Since 2025, the diocese has 49 parishes with those established before November 1975 were inherited from the said archdiocese, 11 schools through the diocese's DSOBEFI formed in 2006, 863,610 Catholics, and 66 priests, all within its jurisdiction Bataan.

==Bishops==

| No. | Name and Coat of Arms | Period in Position | Appointed By | Ordained by | Installed into office by (Papal Nuncio of the Philippines and Archbishop of San Fernando, Pampanga) |  | Notes |
| 1 | Celso Nogoy Guevarra (1923–2002; Capas, Tarlac) | November 8, 1975 – June 18, 1998 22 years, 7 months and 10 days (8,258 days) | Paul VI | Carmine Rocco (Indianapolis) | Bruno Torpigliani | Emilio A. Cinense (Territorial takeover from the archdiocese) | Longest-serving Bishop of Balanga.
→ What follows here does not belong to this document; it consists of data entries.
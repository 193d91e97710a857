//! Command-string construction and reply parsing.
//!
//! The server treats command text as opaque; these helpers only build the
//! conventional command strings (`open`, `xquery`, `set bindings`) and
//! decode the tabular `list` reply.

use once_cell::sync::Lazy;
use regex::Regex;

/// One row of the server's `list` reply.
#[derive(Debug, Clone, PartialEq, Eq)]
pub struct Database {
    pub name: String,
    pub resources: u64,
    pub size: u64,
}

static LIST_ROW: Lazy<Regex> = Lazy::new(|| {
    Regex::new(r"^(?P<name>.+)\s+(?P<resources>\d+)\s+(?P<size>\d+)").expect("list row pattern")
});

pub(crate) fn open(database: &str) -> String {
    format!("open {}", database)
}

pub(crate) fn xquery(query: &str) -> String {
    format!("xquery {}", query)
}

pub(crate) fn set_bindings(vars: &[(&str, &str)]) -> String {
    format!("set bindings {}", bindings_string(vars))
}

/// Build the `name=value,...` list for `set bindings`.
///
/// Variables whose names are not valid element names are skipped rather
/// than rejected, so one bad entry does not sink the whole command.
pub fn bindings_string(vars: &[(&str, &str)]) -> String {
    let mut out = String::new();
    for (name, value) in vars {
        if !is_valid_variable_name(name) {
            continue;
        }
        if !out.is_empty() {
            out.push(',');
        }
        out.push_str(name);
        out.push('=');
        out.push_str(value);
    }
    out
}

/// Variable names must satisfy the same rules as XML element names.
pub(crate) fn is_valid_variable_name(name: &str) -> bool {
    let mut chars = name.chars();
    let Some(first) = chars.next() else {
        return false;
    };
    if !(first.is_alphabetic() || first == '_') {
        return false;
    }
    chars.all(|c| c.is_alphanumeric() || matches!(c, '-' | '.' | '_'))
}

/// Replace quote characters with numeric character references so a query
/// can be embedded inside a quoted query-string literal.
pub fn escape_quotes(query: &str) -> String {
    query.replace('\'', "&#34;").replace('"', "&#39;")
}

/// Parse the tabular `list` reply: two header lines, then
/// `name resources size` rows until the first blank line.
pub(crate) fn parse_database_list(listing: &str) -> Vec<Database> {
    let mut rows = Vec::new();
    for line in listing.lines().skip(2) {
        if line.trim().is_empty() {
            break;
        }
        let Some(caps) = LIST_ROW.captures(line) else {
            continue;
        };
        let name = caps["name"].trim().to_string();
        let (Ok(resources), Ok(size)) = (caps["resources"].parse::<u64>(), caps["size"].parse::<u64>())
        else {
            continue;
        };
        rows.push(Database {
            name,
            resources,
            size,
        });
    }
    rows
}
He died on August 13, 2002. |
| 2 | Honesto Flores "Ness" Ongtioco (1948– ; San Fernando, Pampanga) | June 18, 1998 – August 28, 2003 5 years, 2 months and 10 days (1,897 days) | John Paul II | Jaime Sin (Manila) | Gian Vincenzo Moreni | Paciano Aniceto | Became Bishop of Cubao from August 28, 2003 to December 3, 2024 and sede vacante apostolic administrator (temporary bishop) of Malolos covering the province of Bulacan and Valenzuela, Metro Manila from May 11, 2018 to August 21, 2019. |
| 3 | Socrates Buenaventura "Soc" Villegas (1960–; Pateros, Rizal (now Metro Manila)) | May 3, 2004 – November 4, 2009 5 years, 6 months and 1 day (2,011 days) | Antonio Franco | Took overall position on May 3, 2004 and office on July 3, 2004 as such the first Bishop of Balanga to take the position and office separately, youngest to take the overall position upon appointment and office at the installation and leave both, became Archbishop of Lingayen-Dagupan on November 4, 2009. |
| 4 | Ruperto Cruz "Stude" Santos (1957–; San Rafael, Bulacan) | April 1, 2010 – July 22, 2023 13 years, 3 months and 21 days (4,860 days) | Benedict XVI | Edward Joseph Adams | First bishop in the Philippines to start episcopate in the 2010s decade upon taking the position on April 1, 2010, took office on July 8, 2010, longest-living serving bishop and second overall since October 2015, served on all years of the Catholic Church involvement over his appointing pope Benedict XVI both as pope and pope-emeritus until funeral on January 5, 2023, became parish administrator of Mariveles Church from June 5, 2020 to June 4, 2023, elevated more churches into higher status than his three predecessors combined, became Bishop of Antipolo on July 22, 2023. |
| 5 | Rufino Coronel "Jun" Sescon, Jr. (1972–; Manila) | March 1, 2025 – present 1 year, 3 months and 25 days | Francis | Charles John Brown | Florentino Lavarias (Outgoing apostolic administrator at the time of installation ceremony) | Current bishop. |

==Bishops of the diocese who became bishop-emeritus on another diocese or after serving as Bishop of Balanga==
- Honesto Ongtioco (Cubao), since December 3, 2024.